Carvedilol blockade of α1- and β-adrenoceptor induced inotropic responses in rats with congestive heart failure

2005 
Abstract Carvedilol is a combined α 1 - and β-adrenoceptor antagonist. We investigated the ability of carvedilol to antagonize functional effects mediated through myocardial α 1 -adrenoceptors in failing vs. non-failing (sham-operated) control hearts and compared such antagonisms to those of myocardial β-adrenoceptors. Congestive heart failure was induced in Wistar rats by coronary artery ligation. Papillary muscles experiments were performed.
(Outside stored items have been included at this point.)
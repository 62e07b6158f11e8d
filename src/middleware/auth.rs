use axum::{
    extract::Request,
    http::{header, StatusCode},
    middleware::Next,
    response::Response,
};
use jsonwebtoken::{decode, DecodingKey, Validation};
use serde::{Deserialize, Serialize};
use uuid::Uuid;

use crate::permissions::Role;

#[derive(Debug, Serialize, Deserialize, Clone)]
pub struct Claims {
    pub sub: String,
    pub user_id: Uuid,
    pub username: String,
    pub role: String,
    pub full_name: String,
    pub phone: Option<String>,
    pub exp: usize,
}

impl Claims {
    /// Unknown role strings fall back to the least-privileged set.
    pub fn role(&self) -> Role {
        self.role.parse().unwrap_or(Role::Customer)
    }
}

pub fn get_jwt_secret() -> Vec<u8> {
    std::env::var("JWT_SECRET")
        .unwrap_or_else(|_| {
            tracing::warn!("JWT_SECRET not set, using insecure default!");
            "insecure-development-secret-key-replace-me-immediately".to_string()
        })
        .into_bytes()
}

const PUBLIC_ROUTES: &[&str] = &["/api/auth/login", "/api/auth/check", "/api/ping"];

/// Decodes the bearer token for every /api request and attaches the claims to
/// the request extensions. Routes outside the public list answer 401 when no
/// valid token is present.
pub async fn auth_middleware(mut request: Request, next: Next) -> Result<Response, StatusCode> {
    let path = request.uri().path().to_string();

    if !path.starts_with("/api/") {
        return Ok(next.run(request).await);
    }

    let claims = request
        .headers()
        .get(header::AUTHORIZATION)
        .and_then(|h| h.to_str().ok())
        .and_then(|auth| auth.strip_prefix("Bearer "))
        .and_then(|token| {
            decode::<Claims>(
                token,
                &DecodingKey::from_secret(&get_jwt_secret()),
                &Validation::default(),
            )
            .ok()
        })
        .map(|data| data.claims);

    match claims {
        Some(claims) => {
            request.extensions_mut().insert(claims);
        }
        None => {
            if !PUBLIC_ROUTES.contains(&path.as_str()) {
                return Err(StatusCode::UNAUTHORIZED);
            }
        }
    }

    Ok(next.run(request).await)
}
Carvedilol antagonized inotropic effects mediated through myocardial α 1 -adrenoceptors with similar potencies in failing (p K i  = 7.7 (95%, CI; 7.4–8.0)) and sham-operated hearts (p K i  = 7.9 (95%, CI; 7.6–8.1)). The potency for the α 1 -adrenoceptors was 10–30-fold lower than that for the β-adrenoceptors. In failing hearts, the α 1 -adrenoceptor mediated response was similar in size to the attenuated β-adrenoceptor mediated inotropic response. The β-adrenoceptor mediated lusitropic effects were not, however, attenuated in failing compared to sham-operated hearts. A low degree of α 1 -adrenoceptor blockade in the myocardium may contribute to the beneficial effects of carvedilol in heart failure.